Enthoven : - Est-ce que la pornographie n'est pas, comment dire, la façon qu'on aurait de faire avaler la pilule, si j'ose dire, serait de le sauver par l'esthétique, par l'art?
Ogien : - Mais pourquoi faudrait-il le sauver? Qu'est-ce que ça a de tellement immoral? C'est, c'est... La question n'est pas tellement qu'on apprécie les oeuvres de Picasso, mais pourquoi on est tellement révolté par celles qui ont moins de qualités artistiques, c'est d'ailleurs...
Enthoven : - C'est d'ailleurs l'objet de votre livre, Ruwen Ogien, et on sent que ça vous révolte!"

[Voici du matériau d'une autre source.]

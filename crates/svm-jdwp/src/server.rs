//! TCP front end: handshake, receive loop, and the outbound writer task.

use std::net::SocketAddr;
use std::sync::Arc;

use svm_config::DebugServerConfig;
use tokio::io::{AsyncReadExt, AsyncWriteExt};
use tokio::net::tcp::{OwnedReadHalf, OwnedWriteHalf};
use tokio::net::{TcpListener, ToSocketAddrs};
use tokio::sync::mpsc;
use tokio::task::JoinHandle;
use tokio_util::sync::CancellationToken;

use crate::codec::{Packet, PacketFactory};
use crate::error::{JdwpError, Result};
use crate::event::PacketSink;
use crate::handlers::DebugContext;
use crate::types::{HANDSHAKE, HEADER_LEN};
use crate::vm::VmControl;

/// [`PacketSink`] that hands finished packets to the connection's writer task.
///
/// Never blocks, so the VM execution thread can report events while the
/// receive loop is busy.
#[derive(Clone, Debug)]
pub struct ChannelSink {
    tx: mpsc::UnboundedSender<Vec<u8>>,
}

impl ChannelSink {
    pub fn new(tx: mpsc::UnboundedSender<Vec<u8>>) -> Self {
        Self { tx }
    }
}

impl PacketSink for ChannelSink {
    fn send(&self, packet: Packet) -> Result<()> {
        self.tx.send(packet.finish()).map_err(|_| JdwpError::Disconnected)
    }
}

pub struct JdwpServer {
    listener: TcpListener,
    config: DebugServerConfig,
}

impl JdwpServer {
    pub async fn bind(addr: impl ToSocketAddrs, config: DebugServerConfig) -> Result<Self> {
        let listener = TcpListener::bind(addr).await?;
        tracing::info!(target: "svm.jdwp", addr = %listener.local_addr()?, "listening for debugger");
        Ok(Self { listener, config })
    }

    pub fn local_addr(&self) -> Result<SocketAddr> {
        Ok(self.listener.local_addr()?)
    }

    /// Wait for a debugger, complete the handshake and announce VM start.
    pub async fn accept(&self, vm: Arc<dyn VmControl>) -> Result<Session> {
        let (mut socket, peer) = self.listener.accept().await?;
        tracing::info!(target: "svm.jdwp", peer = %peer, "debugger connected");

        // Debugger -> "JDWP-Handshake", server echoes it back.
        let mut hs = [0u8; HANDSHAKE.len()];
        match socket.read_exact(&mut hs).await {
            Ok(_) => {}
            Err(err) if err.kind() == std::io::ErrorKind::UnexpectedEof => {
                return Err(JdwpError::HandshakeFailed)
            }
            Err(err) => return Err(err.into()),
        }
        if hs != *HANDSHAKE {
            tracing::warn!(target: "svm.jdwp", peer = %peer, "bad handshake");
            return Err(JdwpError::HandshakeFailed);
        }
        socket.write_all(HANDSHAKE).await?;
        socket.set_nodelay(true)?;

        let (reader, writer) = socket.into_split();
        let (tx, rx) = mpsc::unbounded_channel();
        let ctx = Arc::new(DebugContext::from_config(
            &self.config,
            vm,
            Arc::new(ChannelSink::new(tx)),
        )?);
        let writer = tokio::spawn(write_loop(writer, rx, ctx.shutdown.clone()));

        ctx.events.dispatch_vm_init()?;
        Ok(Session {
            ctx,
            reader,
            writer,
            peer,
            max_packet_len: self.config.server.max_packet_len,
        })
    }
}

/// One attached debugger.
pub struct Session {
    ctx: Arc<DebugContext>,
    reader: OwnedReadHalf,
    writer: JoinHandle<Result<()>>,
    peer: SocketAddr,
    max_packet_len: usize,
}

impl Session {
    /// Shared with the VM execution thread.
    pub fn context(&self) -> Arc<DebugContext> {
        Arc::clone(&self.ctx)
    }

    pub fn peer(&self) -> SocketAddr {
        self.peer
    }

    /// Answer commands until the debugger goes away, the session is cancelled,
    /// or a fatal error occurs. A clean disconnect surfaces as
    /// [`JdwpError::Disconnected`].
    pub async fn run(mut self) -> Result<()> {
        let shutdown = self.ctx.shutdown.clone();
        let result = loop {
            tokio::select! {
                _ = shutdown.cancelled() => break Ok(()),
                res = read_packet(&mut self.reader, &self.ctx.packets, self.max_packet_len) => {
                    let packet = match res {
                        Ok(packet) => packet,
                        Err(err) => break Err(err),
                    };
                    if let Err(err) = self.ctx.handle_packet(packet) {
                        break Err(err);
                    }
                }
            }
        };

        shutdown.cancel();
        match self.writer.await {
            Ok(Ok(())) => {}
            Ok(Err(err)) => {
                tracing::warn!(target: "svm.jdwp", peer = %self.peer, error = %err, "writer task failed");
            }
            Err(err) => {
                tracing::warn!(target: "svm.jdwp", peer = %self.peer, error = %err, "writer task aborted");
            }
        }
        tracing::info!(target: "svm.jdwp", peer = %self.peer, "debug session ended");
        result
    }
}

async fn read_packet(
    reader: &mut OwnedReadHalf,
    packets: &PacketFactory,
    max_len: usize,
) -> Result<Packet> {
    let mut header = [0u8; HEADER_LEN];
    match reader.read_exact(&mut header).await {
        Ok(_) => {}
        Err(err) if err.kind() == std::io::ErrorKind::UnexpectedEof => {
            return Err(JdwpError::Disconnected)
        }
        Err(err) => return Err(err.into()),
    }

    let length = u32::from_be_bytes([header[0], header[1], header[2], header[3]]) as usize;
    if length < HEADER_LEN {
        return Err(JdwpError::Protocol(format!(
            "packet length {length} is shorter than the {HEADER_LEN}-byte header"
        )));
    }
    if length > max_len {
        return Err(JdwpError::Protocol(format!(
            "packet length {length} exceeds the {max_len}-byte limit"
        )));
    }

    let mut payload = vec![0u8; length - HEADER_LEN];
    match reader.read_exact(&mut payload).await {
        Ok(_) => {}
        Err(err) if err.kind() == std::io::ErrorKind::UnexpectedEof => {
            return Err(JdwpError::Disconnected)
        }
        Err(err) => return Err(err.into()),
    }
    Ok(packets.from_header_payload(&header, &payload))
}

async fn write_loop(
    mut writer: OwnedWriteHalf,
    mut rx: mpsc::UnboundedReceiver<Vec<u8>>,
    shutdown: CancellationToken,
) -> Result<()> {
    loop {
        tokio::select! {
            biased;
            msg = rx.recv() => {
                let Some(bytes) = msg else { break };
                writer.write_all(&bytes).await?;
            }
            _ = shutdown.cancelled() => {
                // Flush what was queued before the cancel, e.g. a Dispose reply.
                while let Ok(bytes) = rx.try_recv() {
                    writer.write_all(&bytes).await?;
                }
                break;
            }
        }
    }
    writer.shutdown().await?;
    Ok(())
}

1) La question contient un amalgame typiquement nihiliste : si le divorce entre la pornographie et la morale, même la meilleure, semble consommé, il serait temps d'expliquer que ce divorce l'est a fortiori avec l'art. L'esthétique pornographique mérite d'être appelée anti-artistique dans la mesure où elle procède d'une réduction du réel, du sens vers le sexe comme objet, quand l'art approfondit (l'évidence, notamment).
2) La question du salut entraîne l'ire d'Ogien, qui manque tellement d'arguments qu'il en perd ses mots et se réfugie dans des maux plus grands encore. Après la légitimation de la violence au nom de la lutte contre le moralisme, la colère! Pourtant, notre analyste en chef de la pornographie en tient une couche avec la morale. On ignore ce que la morale lui a fait, mais il tient à son propos un discours à peu près aussi nuancé que le Hamas sur les Israéliens ou Houellebecq sur les musulmans (qui ne sont pas tous arabes, tant s'en faut). Il va falloir expliquer à Ogien :
a) que révolte n'est pas le terme exact pour qualifier les critiques cohérentes qui s'inquiètent de la mode pornographique et de son infiltration dans les valeurs de la représentation de masse.
b) que lorsqu'on parle d'art, il serait quand même bon de posséder quelque bonne foi, je n'ose dire quelque objectivité. Parce que "moins de qualités artistiques" pour qualifier l'esthétique pornographique, c'est se moquer du monde. La pornographie ne possède aucune qualité artistique. Aucune!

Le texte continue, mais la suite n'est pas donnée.